In this paper we demonstrate the photonic properties – including the tunable band gap and optical modes – of heliconical liquid crystal for light propagating along the helical axis in the regime of heliconical pitch comparable to the wavelength of light. Methodologically, we use frequency- and time-domain numerical simulations that are based on solving full Maxwell’s equations and give complementary insight into the characteristics of light. We calculate the transmittivity spectra for an arbitrary heliconical structure and determine the eigenmodes of the electric E field (and magnetic field H) with special emphasis on the existence of the E-component along the optical axis. Analytic determination of the photonic band gap is also obtained, as dependent on the heliconical tilt angle. The role of commensurability of the wavelength of light and heliconical pitch on the electric and magnetic field modes is demonstrated, showing complex regimes of Poynting vector rotation, including a four leaf clover pattern. The aim of this paper is to give a full and clear theoretical understanding of the light modes and light propagation properties in heliconical birefringent materials, as an interesting route for wide-frequency tunable photonic band-gap materials.

2. Heliconical material properties and methods

Heliconical liquid crystals are characterized by their local optical axis – given as the average molecular orientation called the director – which is being constant in plane, but rotating about the axis orthogonal to the constant-director-planes [35]. In contrast to helical profiles of cholesterics, the heliconical director is not orthogonal to the axis of rotation, but is tilted with respect to it.
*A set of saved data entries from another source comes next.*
//! Database layer for local SQLite storage.
//!
//! This module handles:
//! - Connection pool management with WAL mode
//! - Schema migrations
//! - The item store (list / get / upsert / patch)

pub mod items;
pub mod pool;

use std::path::Path;
use thiserror::Error;

/// Database-related errors.
#[derive(Debug, Error)]
pub enum DbError {
    #[error("SQLite error: {0}")]
    Sqlite(#[from] sqlx::Error),

    #[error("Migration error: {0}")]
    Migration(String),
}

/// Initialize the database: create the file if needed and run migrations.
///
/// Returns a connection pool configured with WAL mode.
pub async fn initialize(db_path: &Path) -> Result<pool::DbPool, DbError> {
    if let Some(parent) = db_path.parent() {
        if !parent.as_os_str().is_empty() {
            std::fs::create_dir_all(parent).map_err(|e| {
                DbError::Migration(format!("Failed to create database directory: {}", e))
            })?;
        }
    }

    let pool = pool::create_pool(db_path).await?;
    run_migrations(&pool).await?;

    Ok(pool)
}

/// Run all pending database migrations.
async fn run_migrations(pool: &pool::DbPool) -> Result<(), DbError> {
    let mut conn = pool.acquire().await?;

    sqlx::query(
        r#"
        CREATE TABLE IF NOT EXISTS _migrations (
            id INTEGER PRIMARY KEY AUTOINCREMENT,
            name TEXT NOT NULL UNIQUE,
            applied_at INTEGER NOT NULL DEFAULT (strftime('%s', 'now'))
        )
        "#,
    )
    .execute(&mut *conn)
    .await?;

    let applied: Option<(i64,)> =
        sqlx::query_as("SELECT id FROM _migrations WHERE name = '0001_initial_schema'")
            .fetch_optional(&mut *conn)
            .await?;

    if applied.is_none() {
        let migration_sql = include_str!("migrations/0001_initial_schema.sql");

        // Statements are split on top-level semicolons only; semicolons
        // inside parentheses (e.g. defaults using strftime) stay intact.
        for statement in parse_sql_statements(migration_sql) {
            sqlx::query(&statement).execute(&mut *conn).await?;
        }

        sqlx::query("INSERT INTO _migrations (name) VALUES ('0001_initial_schema')")
            .execute(&mut *conn)
            .await?;
    }

    Ok(())
}

/// Parse SQL statements from a migration file.
///
/// Handles comment lines, inline comments, and multi-line statements.
fn parse_sql_statements(sql: &str) -> Vec<String> {
    let mut statements = Vec::new();
    let mut current_statement = String::new();
    let mut paren_depth: i32 = 0;

    for line in sql.lines() {
        let trimmed = line.trim();

        if trimmed.starts_with("--") {
            continue;
        }

        let line_without_comment = if let Some(idx) = line.find("--") {
            &line[..idx]
        } else {
            line
        };

        for ch in line_without_comment.chars() {
            match ch {
                '(' => {
                    paren_depth += 1;
                    current_statement.push(ch);
                }
                ')' => {
                    paren_depth = paren_depth.saturating_sub(1);
                    current_statement.push(ch);
                }
                ';' if paren_depth == 0 => {
                    let stmt = current_statement.trim().to_string();
                    if !stmt.is_empty() {
                        statements.push(stmt);
                    }
                    current_statement.clear();
                }
                _ => {
                    current_statement.push(ch);
                }
            }
        }

        if !current_statement.is_empty() {
            current_statement.push(' ');
        }
    }

    let final_stmt = current_statement.trim().to_string();
    if !final_stmt.is_empty() {
        statements.push(final_stmt);
    }

    statements
}
//! API Middleware
//!
//! Request context extraction and request logging.

use std::net::{IpAddr, SocketAddr};

use axum::{
    body::Body,
    extract::ConnectInfo,
    http::{HeaderMap, Request},
    middleware::Next,
    response::Response,
};

use crate::domain::RequestContext;

/// Header carrying the request id (set or propagated by tower-http)
pub const REQUEST_ID_HEADER: &str = "x-request-id";

// =========================================================================
// Request Context Middleware
// =========================================================================

/// Resolve the client address, preferring proxy headers over the socket peer
pub fn client_ip(headers: &HeaderMap, peer: Option<SocketAddr>) -> Option<IpAddr> {
    let header_ip = |name: &str| {
        headers
            .get(name)
            .and_then(|v| v.to_str().ok())
            .and_then(|v| v.split(',').next())
            .and_then(|v| v.trim().parse::<IpAddr>().ok())
    };

    header_ip("x-real-ip")
        .or_else(|| header_ip("x-forwarded-for"))
        .or_else(|| peer.map(|addr| addr.ip()))
}

/// Build a `RequestContext` and store it in the request extensions
pub async fn request_context_middleware(mut request: Request<Body>, next: Next) -> Response {
    let peer = request
        .extensions()
        .get::<ConnectInfo<SocketAddr>>()
        .map(|ConnectInfo(addr)| *addr);

    let mut context = RequestContext::new();
    if let Some(request_id) = request
        .headers()
        .get(REQUEST_ID_HEADER)
        .and_then(|v| v.to_str().ok())
    {
        context = context.with_request_id(request_id);
    }
    if let Some(ip) = client_ip(request.headers(), peer) {
        context = context.with_client_ip(ip);
    }

    request.extensions_mut().insert(context);

    next.run(request).await
}

// =========================================================================
// mask_headers_for_logging
// =========================================================================

/// Headers that should be masked in logs
const SENSITIVE_HEADERS: &[&str] = &[
    "authorization",
    "cookie",
    "set-cookie",
    "proxy-authorization",
];

/// Mask sensitive headers for logging
pub fn mask_headers_for_logging(headers: &HeaderMap) -> Vec<(String, String)> {
    headers
        .iter()
        .map(|(name, value)| {
            let name_lower = name.as_str().to_lowercase();
            let masked_value = if SENSITIVE_HEADERS.contains(&name_lower.as_str()) {
                "[REDACTED]".to_string()
            } else {
                value.to_str().unwrap_or("[invalid utf8]").to_string()
            };
            (name.to_string(), masked_value)
        })
        .collect()
}

// =========================================================================
// Request Logging Middleware
// =========================================================================

/// Request logging middleware
pub async fn logging_middleware(request: Request<Body>, next: Next) -> Response {
    let method = request.method().clone();
    let uri = request.uri().clone();

    let headers = mask_headers_for_logging(request.headers());

    let context = request
        .extensions()
        .get::<RequestContext>()
        .cloned()
        .unwrap_or_default();

    let start = std::time::Instant::now();

    tracing::debug!(
        method = %method,
        uri = %uri,
        request_id = context.request_id_or_dash(),
        client_ip = ?context.client_ip,
        headers = ?headers,
        "Incoming request"
    );

    let response = next.run(request).await;

    let duration = start.elapsed();
    let status = response.status();

    tracing::info!(
        method = %method,
        uri = %uri,
        status = %status,
        duration_ms = %duration.as_millis(),
        request_id = context.request_id_or_dash(),
        "Request completed"
    );

    response
}

#[cfg(test)]
mod tests {
    use super::*;

    #[test]
    fn test_mask_headers_for_logging() {
        let mut headers = HeaderMap::new();
        headers.insert("content-type", "application/json".parse().unwrap());
        headers.insert("authorization", "Bearer secret".parse().unwrap());
        headers.insert("x-request-id", "req-1".parse().unwrap());

        let masked = mask_headers_for_logging(&headers);

        let auth = masked.iter().find(|(k, _)| k == "authorization");
        let content_type = masked.iter().find(|(k, _)| k == "content-type");
        let request_id = masked.iter().find(|(k, _)| k == "x-request-id");

        assert_eq!(auth.unwrap().1, "[REDACTED]");
        assert_eq!(content_type.unwrap().1, "application/json");
        assert_eq!(request_id.unwrap().1, "req-1");
    }

    #[test]
    fn test_client_ip_prefers_real_ip() {
        let mut headers = HeaderMap::new();
        headers.insert("x-real-ip", "203.0.113.9".parse().unwrap());
        headers.insert("x-forwarded-for", "198.51.100.1, 10.0.0.1".parse().unwrap());
        let peer: SocketAddr = "127.0.0.1:5000".parse().unwrap();

        assert_eq!(
            client_ip(&headers, Some(peer)),
            Some("203.0.113.9".parse().unwrap())
        );
    }

    #[test]
    fn test_client_ip_uses_first_forwarded_hop() {
        let mut headers = HeaderMap::new();
        headers.insert("x-forwarded-for", "198.51.100.1, 10.0.0.1".parse().unwrap());

        assert_eq!(client_ip(&headers, None), Some("198.51.100.1".parse().unwrap()));
    }

    #[test]
    fn test_client_ip_falls_back_to_peer() {
        let headers = HeaderMap::new();
        let peer: SocketAddr = "127.0.0.1:5000".parse().unwrap();

        assert_eq!(client_ip(&headers, Some(peer)), Some(peer.ip()));
        assert_eq!(client_ip(&headers, None), None);
    }
}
The director in heliconical liquid crystals can be described in Cartesian basis as

n = (cos φ (z) sin θ, sin φ (z) sin θ, cos θ), where φ (z) = 2 π z / p and θ = const .

where angle φ describes the twisting along some direction, p is the pitch of the structure and θ is the constant tilt of the heliconical director. We take that the heliconical axis is along the e_z coordinate axis, with z the corresponding Cartesian coordinate. Angle θ can be between 0 and π/2 depending on the specific material, with θ = 0 representing a standard uniform nematic, and θ = π/2 a standard twisted cholesteric structure. A sketch of a heliconical director with all the accompanying angles is shown in Fig. 1(b). The focus of this paper is the photonic properties of heliconics in the regimes of heliconical pitch comparable to the wavelength of light – where heliconics can perform as 1D photonic crystals – and in the following we give a brief overview how such heliconical profiles can be created, and then the methodology we use to study the flow-of-light.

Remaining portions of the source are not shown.